Two things in play here:

  1. Light misogyny “women don’t know fuck all about music”
  2. Control “I won’t have you play what I don’t enjoy so will make it impossible for you to do that”

Look, my favourite band is The Fall. DH’s favourite album is “The Trevor Nelson Collection” Hmm
But we’ve never acted to each other like your DH does to you cos I’m in a relationship where respect is paramount, unlike my marriage to XH.

Seems daft, but it’s telling OP. Think.

hugoagogo · 20/07/2018 08:17

Yes and I mock his right back. Grin our dc back me up now too.

Neither of us now listen to much music at home although I will bung a CD when he is out sometimes.
Mostly I just listen on headphones or in the car.

I am considerate about it because I don't want to piss him off, listening to music I don't like is uncomfortable for me, I imagine it is for him too.

ShirazShirley · 20/07/2018 08:18

I used to dance, a lot, at home. I used to dance and sing while I was cleaning, cooking, everything really.

Isn’t it stupid, all of the things that could eventually make me upset and it’s feeling sad that I don’t dance around the house happy anymore.

OP posts:
PaulHollywoodsSexGut · 20/07/2018 08:20

ShirazShirley I stopped singing when I was with XH.

Now with DH I happily honk away to ABBA loudly when I’m peeling spuds.

Darling, you sound like the scales may be falling from your eyes XX

Imsorrylhaventaclue · 20/07/2018 08:22

DP and I have opposing musical tastes and it’s hard to agree what to put on the radio. I find myself being quite snobbish about his music sometimes but do try and catch myself doing it and stop.

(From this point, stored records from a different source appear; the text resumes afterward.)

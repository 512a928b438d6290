//! Pure classification of directory entries.
//!
//! Given an entry's metadata, the [`Classifier`] decides what the Organize
//! Pass should do with it: leave it alone, quarantine it as likely junk,
//! archive it for age, or file it into a category folder. Directories are
//! judged by the recursive staleness predicate instead.
//!
//! Junk detection uses three signals with a fixed precedence: a junk
//! extension beats a junk keyword, which beats the Windows duplicate name
//! pattern. An entry is never double-classified.

use crate::layout::{ArchiveSubfolder, Category, EngineLayout, is_program_archive_extension};
use crate::settings::Settings;
use crate::staleness::is_stale;
use regex::Regex;
use std::fs;
use std::io;
use std::path::{Path, PathBuf};
use std::time::SystemTime;

/// Extensions treated as junk, lowercased with a leading dot.
pub const JUNK_EXTENSIONS: &[&str] = &[".tmp", ".log", ".bak", "._gstmp", ".crdownload", ".part"];

/// Keywords whose case-insensitive presence in a filename marks it as junk.
pub const JUNK_KEYWORDS: &[&str] = &["old_version", "backup", "temp", "tmpfile"];

/// Matches names of the shape `basename (N)` or `basename (N).ext`.
const WINDOWS_DUPLICATE_PATTERN: &str = r"^(.+)\s\((\d+)\)(\.[^.]+)?$";

/// Whether an entry is a file or a directory.
#[derive(Debug, Clone, Copy, PartialEq, Eq)]
pub enum FileKind {
    File,
    Directory,
}

/// A filesystem entry's metadata, read fresh at decision time.
///
/// Entries are never cached across a run: a stale snapshot would race with
/// concurrent user activity in the same directory.
#[derive(Debug, Clone)]
pub struct Entry {
    pub name: String,
    pub path: PathBuf,
    /// Lowercased extension including the leading dot, or empty.
    pub extension: String,
    pub kind: FileKind,
    pub modified: SystemTime,
    pub size: Option<u64>,
}

impl Entry {
    /// Reads an entry's metadata from disk.
    pub fn from_path(path: &Path) -> io::Result<Entry> {
        let metadata = fs::symlink_metadata(path)?;
        let name = path
            .file_name()
            .map(|n| n.to_string_lossy().to_string())
            .ok_or_else(|| {
                io::Error::new(io::ErrorKind::InvalidInput, "path has no name component")
            })?;
        let kind = if metadata.is_dir() {
            FileKind::Directory
        } else {
            FileKind::File
        };
        Ok(Entry {
            extension: extension_of(&name),
            name,
            path: path.to_path_buf(),
            kind,
            modified: metadata.modified()?,
            size: if metadata.is_file() {
                Some(metadata.len())
            } else {
                None
            },
        })
    }
}

/// Lowercased extension of a filename including the leading dot, or an empty
/// string when the name has none.
pub fn extension_of(name: &str) -> String {
    match Path::new(name).extension() {
        Some(ext) => format!(".{}", ext.to_string_lossy().to_lowercase()),
        None => String::new(),
    }
}

/// One reason a file was flagged as likely junk.
#[derive(Debug, Clone, PartialEq, Eq)]
pub enum JunkSignal {
    /// The extension is on the junk list.
    Extension(String),
    /// The filename contains a junk keyword.
    Keyword(String),
    /// The name has the `basename (N)` shape Windows gives duplicates.
    WindowsDuplicate,
}

impl JunkSignal {
    /// Human-readable reason string carried into the run log.
    pub fn reason(&self) -> String {
        match self {
            JunkSignal::Extension(ext) => format!("junk extension ({})", ext),
            JunkSignal::Keyword(keyword) => format!("junk keyword ('{}')", keyword),
            JunkSignal::WindowsDuplicate => "looks like a Windows duplicate".to_string(),
        }
    }
}

/// What the Organize Pass should do with one entry.
#[derive(Debug, Clone, PartialEq, Eq)]
pub enum Decision {
    /// Name is in the ignore list or belongs to the engine itself.
    Ignore,
    /// Likely junk; hold for human review.
    Quarantine { reason: String },
    /// File past the age threshold; route to an archive subfolder.
    ArchiveOld {
        subfolder: ArchiveSubfolder,
        reason: String,
    },
    /// Fresh file; file it under its category folder.
    Category(Category),
    /// Directory whose whole subtree is stale.
    ArchiveOldFolder { reason: String },
    /// Directory with recent activity; left in place.
    Keep { reason: String },
}

/// Pure decision function over entries, built once per run.
///
/// Construction pre-compiles the junk machinery and captures the cutoff
/// instant; classification itself then touches the filesystem only for the
/// directory staleness walk.
pub struct Classifier {
    layout: EngineLayout,
    ignored: Vec<String>,
    age_threshold_days: u32,
    cutoff: SystemTime,
    duplicate_pattern: Regex,
}

impl Classifier {
    /// Builds a classifier for one run, with the cutoff derived from `now`.
    pub fn new(settings: &Settings, now: SystemTime) -> Self {
        Self {
            layout: EngineLayout::new(settings),
            ignored: settings.ignored_folder_names.clone(),
            age_threshold_days: settings.age_threshold_days,
            cutoff: settings.cutoff(now),
            duplicate_pattern: Regex::new(WINDOWS_DUPLICATE_PATTERN)
                .expect("duplicate name pattern is a valid regex"),
        }
    }

    /// The instant separating fresh entries from stale ones for this run.
    pub fn cutoff(&self) -> SystemTime {
        self.cutoff
    }

    /// The configured age threshold, for reason strings.
    pub fn age_threshold_days(&self) -> u32 {
        self.age_threshold_days
    }

    /// Decides what to do with one entry.
    pub fn classify(&self, entry: &Entry) -> Decision {
        if self.ignored.iter().any(|i| i == &entry.name)
            || self.layout.is_engine_owned(&entry.name)
        {
            return Decision::Ignore;
        }
        match entry.kind {
            FileKind::File => self.classify_file(entry),
            FileKind::Directory => self.classify_directory(entry),
        }
    }

    fn classify_file(&self, entry: &Entry) -> Decision {
        if let Some(signal) = self.junk_signal(&entry.name, &entry.extension) {
            // Duplicate-shaped names get a richer reason when the presumed
            // original is sitting right next to them.
            let reason = if signal == JunkSignal::WindowsDuplicate {
                match self.duplicate_original_name(&entry.name) {
                    Some(original) if self.layout.root().join(&original).exists() => {
                        format!("Windows duplicate of '{}'", original)
                    }
                    _ => signal.reason(),
                }
            } else {
                signal.reason()
            };
            return Decision::Quarantine { reason };
        }

        if entry.modified < self.cutoff {
            let subfolder = if is_program_archive_extension(&entry.extension) {
                ArchiveSubfolder::ProgramArchives
            } else {
                ArchiveSubfolder::GeneralOld
            };
            return Decision::ArchiveOld {
                subfolder,
                reason: format!("older than {} days", self.age_threshold_days),
            };
        }

        Decision::Category(Category::for_extension(&entry.extension))
    }

    fn classify_directory(&self, entry: &Entry) -> Decision {
        if is_stale(&entry.path, self.cutoff, &self.ignored) {
            Decision::ArchiveOldFolder {
                reason: format!("no activity for {} days", self.age_threshold_days),
            }
        } else {
            Decision::Keep {
                reason: "recent activity inside".to_string(),
            }
        }
    }

    /// Finds the first junk signal for a filename, in precedence order.
    pub fn junk_signal(&self, name: &str, extension: &str) -> Option<JunkSignal> {
        if JUNK_EXTENSIONS.contains(&extension) {
            return Some(JunkSignal::Extension(extension.to_string()));
        }

        let lowered = name.to_lowercase();
        if let Some(keyword) = JUNK_KEYWORDS.iter().find(|k| lowered.contains(*k)) {
            return Some(JunkSignal::Keyword(keyword.to_string()));
        }

        if self.duplicate_pattern.is_match(name) {
            return Some(JunkSignal::WindowsDuplicate);
        }

        None
    }

    /// For a Windows-duplicate name, reconstructs the name of the original
    /// (`report (1).pdf` -> `report.pdf`). Returns `None` when the name does
    /// not have the duplicate shape.
    pub fn duplicate_original_name(&self, name: &str) -> Option<String> {
        let captures = self.duplicate_pattern.captures(name)?;
        let base = captures.get(1)?.as_str().trim_end();
        let ext = captures.get(3).map(|m| m.as_str()).unwrap_or("");
        Some(format!("{}{}", base, ext))
    }
}
//! The fixed set of directories the engine creates and is therefore allowed
//! to tear down again: category folders, the archive root with its named
//! subfolders, and the quarantine folder. Anything outside this set is user
//! data and must never be removed.
//!
//! # Examples
//!
//! ```
//! use downtidy::layout::Category;
//!
//! assert_eq!(Category::for_extension(".png"), Category::Images);
//! assert_eq!(Category::for_extension(".pdf"), Category::Documents);
//! assert_eq!(Category::for_extension(""), Category::Other);
//! ```

use crate::settings::Settings;
use std::path::{Path, PathBuf};

/// Name of the holding area for files flagged as likely junk.
pub const QUARANTINE_DIR_NAME: &str = "_quarantine_review";

/// A category folder for one broad file type.
#[derive(Debug, Clone, Copy, PartialEq, Eq, Hash)]
pub enum Category {
    Images,
    Videos,
    Audio,
    Documents,
    /// Compressed archives and disk images.
    Archives,
    Programs,
    Fonts,
    Torrents,
    Code,
    /// Catch-all for unmapped or missing extensions.
    Other,
}

impl Category {
    /// All categories in table order. The order is the tie-break: should an
    /// extension ever appear twice, the earlier category wins.
    pub const ALL: [Category; 10] = [
        Category::Images,
        Category::Videos,
        Category::Audio,
        Category::Documents,
        Category::Archives,
        Category::Programs,
        Category::Fonts,
        Category::Torrents,
        Category::Code,
        Category::Other,
    ];

    /// Returns the directory name for this category.
    pub fn dir_name(&self) -> &'static str {
        match self {
            Category::Images => "01_images",
            Category::Videos => "02_videos",
            Category::Audio => "03_audio",
            Category::Documents => "04_documents",
            Category::Archives => "05_archives",
            Category::Programs => "06_programs",
            Category::Fonts => "07_fonts",
            Category::Torrents => "08_torrents",
            Category::Code => "09_code",
            Category::Other => "10_other",
        }
    }

    /// Extensions mapped to this category, lowercased with a leading dot.
    pub fn extensions(&self) -> &'static [&'static str] {
        match self {
            Category::Images => &[
                ".jpg", ".jpeg", ".png", ".gif", ".bmp", ".svg", ".webp", ".heic", ".avif",
                ".tiff", ".tif",
            ],
            Category::Videos => &[
                ".mp4", ".mov", ".avi", ".mkv", ".webm", ".flv", ".wmv", ".mpeg", ".mpg",
            ],
            Category::Audio => &[".mp3", ".wav", ".aac", ".flac", ".ogg", ".wma", ".m4a"],
            Category::Documents => &[
                ".pdf", ".doc", ".docx", ".txt", ".odt", ".rtf", ".csv", ".xls", ".xlsx", ".ppt",
                ".pptx", ".epub", ".djvu", ".md",
            ],
            Category::Archives => &[
                ".zip", ".rar", ".tar", ".gz", ".7z", ".bz2", ".iso", ".img", ".dmg",
            ],
            Category::Programs => &[".exe", ".msi", ".bat", ".sh", ".jar", ".apk", ".app"],
            Category::Fonts => &[".ttf", ".otf", ".woff", ".woff2"],
            Category::Torrents => &[".torrent"],
            Category::Code => &[
                ".py", ".js", ".html", ".css", ".cpp", ".java", ".psd", ".ai", ".fig", ".sketch",
                ".xd", ".ipynb", ".json", ".xml", ".yml", ".yaml",
            ],
            Category::Other => &[],
        }
    }

    /// Maps a lowercased extension (with leading dot) to its category.
    ///
    /// An empty or unmapped extension falls into [`Category::Other`].
    pub fn for_extension(ext: &str) -> Category {
        if ext.is_empty() {
            return Category::Other;
        }
        for category in Category::ALL {
            if category.extensions().contains(&ext) {
                return category;
            }
        }
        Category::Other
    }
}

/// Subfolders of the archive root. One unified set: the Rollback Pass walks
/// all of them, whether or not the last Organize Pass wrote into each.
#[derive(Debug, Clone, Copy, PartialEq, Eq, Hash)]
pub enum ArchiveSubfolder {
    /// Files past the age threshold with no special routing.
    GeneralOld,
    /// Aged files whose extension is an archive or disk image.
    ProgramArchives,
    /// Aged junk holding area; Organize routes junk to quarantine instead,
    /// but Rollback still tears this folder down when present.
    OldJunk,
    /// Whole directories judged stale.
    OldFolders,
}

impl ArchiveSubfolder {
    /// All archive subfolders, shallowest-last is irrelevant here: they are
    /// siblings, all one level below the archive root.
    pub const ALL: [ArchiveSubfolder; 4] = [
        ArchiveSubfolder::GeneralOld,
        ArchiveSubfolder::ProgramArchives,
        ArchiveSubfolder::OldJunk,
        ArchiveSubfolder::OldFolders,
    ];

    /// Returns the directory name for this subfolder.
    pub fn dir_name(&self) -> &'static str {
        match self {
            ArchiveSubfolder::GeneralOld => "01_general_old",
            ArchiveSubfolder::ProgramArchives => "02_program_archives_old",
            ArchiveSubfolder::OldJunk => "03_old_junk",
            ArchiveSubfolder::OldFolders => "04_old_folders",
        }
    }
}

/// Returns true when an aged file should be routed to the program-archives
/// subfolder rather than the general one.
pub fn is_program_archive_extension(ext: &str) -> bool {
    Category::Archives.extensions().contains(&ext)
}

/// Resolved paths for every directory the engine owns under one root.
#[derive(Debug, Clone)]
pub struct EngineLayout {
    root: PathBuf,
    archive_dir_name: String,
}

impl EngineLayout {
    pub fn new(settings: &Settings) -> Self {
        Self {
            root: settings.downloads_dir.clone(),
            archive_dir_name: settings.archive_dir_name.clone(),
        }
    }

    /// The organized root directory.
    pub fn root(&self) -> &Path {
        &self.root
    }

    pub fn archive_root(&self) -> PathBuf {
        self.root.join(&self.archive_dir_name)
    }

    pub fn archive_subfolder(&self, subfolder: ArchiveSubfolder) -> PathBuf {
        self.archive_root().join(subfolder.dir_name())
    }

    pub fn quarantine_dir(&self) -> PathBuf {
        self.root.join(QUARANTINE_DIR_NAME)
    }

    pub fn category_dir(&self, category: Category) -> PathBuf {
        self.root.join(category.dir_name())
    }

    /// Whether a top-level name belongs to the engine itself. Such entries
    /// are never classified or relocated by the Organize Pass.
    pub fn is_engine_owned(&self, name: &str) -> bool {
        name == self.archive_dir_name
            || name == QUARANTINE_DIR_NAME
            || Category::ALL.iter().any(|c| c.dir_name() == name)
    }

    /// Whether a name matches one of the archive subfolders.
    pub fn is_archive_subfolder_name(&self, name: &str) -> bool {
        ArchiveSubfolder::ALL.iter().any(|s| s.dir_name() == name)
    }
}

#[cfg(test)]
mod tests {
    use super::*;
    use std::collections::HashSet;
    use std::path::PathBuf;

    fn settings(root: &str) -> Settings {
        Settings {
            downloads_dir: PathBuf::from(root),
            archive_dir_name: "Downloads_Archive".to_string(),
            age_threshold_days: 7,
            ignored_folder_names: Vec::new(),
        }
    }

    #[test]
    fn test_extension_appears_in_at_most_one_category() {
        let mut seen = HashSet::new();
        for category in Category::ALL {
            for ext in category.extensions() {
                assert!(seen.insert(*ext), "extension {} mapped twice", ext);
            }
        }
    }

    #[test]
    fn test_for_extension_basic_mappings() {
        assert_eq!(Category::for_extension(".jpg"), Category::Images);
        assert_eq!(Category::for_extension(".mkv"), Category::Videos);
        assert_eq!(Category::for_extension(".pdf"), Category::Documents);
        assert_eq!(Category::for_extension(".iso"), Category::Archives);
        assert_eq!(Category::for_extension(".torrent"), Category::Torrents);
    }

    #[test]
    fn test_for_extension_unmapped_falls_into_other() {
        assert_eq!(Category::for_extension(".xyz"), Category::Other);
        assert_eq!(Category::for_extension(""), Category::Other);
    }

    #[test]
    fn test_program_archive_routing_covers_disk_images() {
        assert!(is_program_archive_extension(".zip"));
        assert!(is_program_archive_extension(".dmg"));
        assert!(!is_program_archive_extension(".pdf"));
    }

    #[test]
    fn test_engine_owned_names() {
        let layout = EngineLayout::new(&settings("/tmp/downloads"));
        assert!(layout.is_engine_owned("Downloads_Archive"));
        assert!(layout.is_engine_owned(QUARANTINE_DIR_NAME));
        assert!(layout.is_engine_owned("01_images"));
        assert!(layout.is_engine_owned("10_other"));
        assert!(!layout.is_engine_owned("Holiday Photos"));
    }

    #[test]
    fn test_layout_paths_nest_under_root() {
        let layout = EngineLayout::new(&settings("/tmp/downloads"));
        assert_eq!(
            layout.archive_subfolder(ArchiveSubfolder::OldFolders),
            PathBuf::from("/tmp/downloads/Downloads_Archive/04_old_folders")
        );
        assert_eq!(
            layout.quarantine_dir(),
            PathBuf::from("/tmp/downloads/_quarantine_review")
        );
        assert_eq!(
            layout.category_dir(Category::Audio),
            PathBuf::from("/tmp/downloads/03_audio")
        );
    }
}
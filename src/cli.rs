//! Command-line interface module for downtidy.
//!
//! Collects settings, drives the engine, and presents results. Everything
//! here is presentation: the passes themselves live in [`crate::organize`],
//! [`crate::rollback`], and [`crate::quarantine`] and only ever hand back a
//! [`RunLog`].

use crate::organize::{organize, organize_dry_run};
use crate::output::OutputFormatter;
use crate::quarantine;
use crate::report::RunLog;
use crate::rollback::rollback;
use crate::settings::{Settings, SettingsFile};
use clap::{Parser, Subcommand};
use std::path::{Path, PathBuf};

/// Reorganize a cluttered downloads directory, reversibly.
#[derive(Debug, Parser)]
#[command(name = "downtidy", version, about)]
pub struct Cli {
    /// Operate on this directory instead of the configured downloads folder
    #[arg(long, global = true, value_name = "DIR")]
    pub dir: Option<PathBuf>,

    /// Path to a settings file (TOML)
    #[arg(long, global = true, value_name = "FILE")]
    pub config: Option<PathBuf>,

    #[command(subcommand)]
    pub command: Command,
}

#[derive(Debug, Subcommand)]
pub enum Command {
    /// Classify and relocate everything at the top level of the downloads folder
    Organize {
        /// Report what would happen without moving anything
        #[arg(long)]
        dry_run: bool,

        /// Also write the plain-text run report to this file
        #[arg(long, value_name = "FILE")]
        report: Option<PathBuf>,
    },
    /// Undo a previous organization: return items to the root, remove engine folders
    Rollback {
        /// Also write the plain-text run report to this file
        #[arg(long, value_name = "FILE")]
        report: Option<PathBuf>,
    },
    /// Review, restore, or permanently delete quarantined items
    Quarantine {
        #[command(subcommand)]
        action: QuarantineAction,
    },
}

#[derive(Debug, Subcommand)]
pub enum QuarantineAction {
    /// List held items with the inferred junk reason
    List,
    /// Move held items back to the downloads folder
    Restore {
        /// Names of quarantined items to restore
        #[arg(required = true, value_name = "NAME")]
        names: Vec<String>,
    },
    /// Permanently delete held items (irreversible)
    Delete {
        /// Names of quarantined items to delete
        #[arg(required = true, value_name = "NAME")]
        names: Vec<String>,

        /// Confirm the permanent deletion
        #[arg(long)]
        yes: bool,
    },
}

/// Runs the parsed CLI command.
pub fn run(cli: Cli) -> Result<(), String> {
    let settings = SettingsFile::load(cli.config.as_deref())
        .and_then(|file| file.resolve(cli.dir.as_deref()))
        .map_err(|e| e.to_string())?;

    match cli.command {
        Command::Organize { dry_run, report } => {
            run_organize(&settings, dry_run, report.as_deref())
        }
        Command::Rollback { report } => run_rollback(&settings, report.as_deref()),
        Command::Quarantine { action } => match action {
            QuarantineAction::List => run_quarantine_list(&settings),
            QuarantineAction::Restore { names } => run_quarantine_restore(&settings, &names),
            QuarantineAction::Delete { names, yes } => {
                run_quarantine_delete(&settings, &names, yes)
            }
        },
    }
}

fn run_organize(settings: &Settings, dry_run: bool, report: Option<&Path>) -> Result<(), String> {
    OutputFormatter::info(&format!(
        "Organizing contents of: {}",
        settings.downloads_dir.display()
    ));
    if dry_run {
        OutputFormatter::dry_run_notice("No files will be moved.");
    }

    let spinner = OutputFormatter::start_spinner("Classifying and relocating...");
    let result = if dry_run {
        organize_dry_run(settings)
    } else {
        organize(settings)
    };
    spinner.finish_and_clear();

    let log = result.map_err(|e| e.to_string())?;
    present(&log, report)?;

    if dry_run {
        OutputFormatter::dry_run_notice("Dry run complete. No files were modified.");
    } else if log.has_errors() {
        OutputFormatter::warning("Some entries could not be organized. Review the errors above.");
    } else {
        OutputFormatter::success("Organization complete. Use 'downtidy rollback' to revert.");
    }
    Ok(())
}

fn run_rollback(settings: &Settings, report: Option<&Path>) -> Result<(), String> {
    OutputFormatter::info(&format!(
        "Rolling back organization of: {}",
        settings.downloads_dir.display()
    ));

    let spinner = OutputFormatter::start_spinner("Returning items to the root...");
    let result = rollback(settings);
    spinner.finish_and_clear();

    let log = result.map_err(|e| e.to_string())?;
    present(&log, report)?;

    if log.has_errors() {
        OutputFormatter::warning("Some items could not be returned. Review the errors above.");
    } else {
        OutputFormatter::success("Rollback complete.");
    }
    Ok(())
}

fn run_quarantine_list(settings: &Settings) -> Result<(), String> {
    let entries = quarantine::list(settings).map_err(|e| e.to_string())?;
    if entries.is_empty() {
        OutputFormatter::info("Quarantine is empty.");
        return Ok(());
    }

    OutputFormatter::header(&format!("QUARANTINE ({} items)", entries.len()));
    for entry in &entries {
        println!(
            " - {} [{}] (modified {})",
            entry.name,
            entry.inferred_reason,
            entry.last_modified.format("%Y-%m-%d %H:%M:%S")
        );
    }
    Ok(())
}

fn run_quarantine_restore(settings: &Settings, names: &[String]) -> Result<(), String> {
    let paths = quarantine_paths(settings, names);
    let log = quarantine::restore(settings, &paths).map_err(|e| e.to_string())?;
    present(&log, None)?;
    OutputFormatter::success("Restore complete.");
    Ok(())
}

fn run_quarantine_delete(settings: &Settings, names: &[String], yes: bool) -> Result<(), String> {
    if !yes {
        return Err(
            "deletion is permanent; pass --yes to confirm removing the selected items".to_string(),
        );
    }
    let paths = quarantine_paths(settings, names);
    let log = quarantine::delete(settings, &paths).map_err(|e| e.to_string())?;
    present(&log, None)?;
    OutputFormatter::success("Deletion complete.");
    Ok(())
}

/// Resolves bare item names against the quarantine folder.
fn quarantine_paths(settings: &Settings, names: &[String]) -> Vec<PathBuf> {
    let layout = crate::layout::EngineLayout::new(settings);
    let quarantine = layout.quarantine_dir();
    names.iter().map(|name| quarantine.join(name)).collect()
}

fn present(log: &RunLog, report: Option<&Path>) -> Result<(), String> {
    OutputFormatter::print_run_log(log);
    OutputFormatter::summary_table(log);
    if let Some(path) = report {
        log.write_to_file(path)
            .map_err(|e| format!("could not write report {}: {}", path.display(), e))?;
        OutputFormatter::info(&format!("Report written to {}", path.display()));
    }
    Ok(())
}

One thing that’s helped is that I’ve managed to pinpoint exactly what aspects of his music I dislike, so if we’re listening together we can listen to groups that he likes but playing the types of songs that I don’t hate. It sounds like your DH’s attitude problem is a bigger issue, but if you do think he’d be willing to compromise could you ask him to try and articulate what aspects of our music he dislikes (objectively, not just saying ‘it’s shit’)? For example, I don’t like music I think of as ‘one miserable man and his guitar’. Cheerful guitar-players are fine, and there’s usually something a bit more upbeat on an album Grin.

ReturnofSaturn · 20/07/2018 08:32

God i hate music snobs.

Armchairanarchist · 20/07/2018 08:35

I mock his. He's a proper 80s boy. Our next concerts are The The and Soft Cell.

DeckSofa · 20/07/2018 08:36

Buy the speaker and listen to whatever you like. Ignore the complaints. Tell him rock and metal is a genre but taste is not the same thing as quality, and there is well-crafted and poorer-quality music in every style.

DeckSofa · 20/07/2018 08:38

(Personal taste that is, not "good taste").

And yes, he sounds arrogant and controlling.

Shoxfordian · 20/07/2018 09:26

I don't like his attitude
Who died and made him the king of music? Don't hang around to see how much worse this can get

Shoxfordian · 20/07/2018 09:27

My bf loves cool indie stuff and I love Beyonce. He doesn't roll his eyes or mock the music I like because he likes me. It's a respect issue op.

phlewf · 20/07/2018 09:34

My dp and I have very different musical taste. Sound like the opposite to you, he’s country I’m a little bit rock and roll. In the house whoever puts the music on choses it but will happily change after a while. In the car we usually do 1 persons music there and another back. But there’s never any animosity. There’s a few songs I ask him to skip because they reduce me to tears (classic country, alcoholic abusive husband, crying baby) and he is uncomfortable with the sweariest music so I tend to skip.
In your position I would tell him to shape up or ship out. I can’t bear face pulling and eye rolling.

TheOrigFV45 · 20/07/2018 09:35

Yes, throw him out. My ex was like this.

vampirethriller · 20/07/2018 09:35

Yes my ex did. Always his music in the car and at home. If something I liked came on the radio and I started to sing, he would turn it off. If someone else was with us and they said they liked a song he would let them have it on the radio for example but he'd mock it the whole time.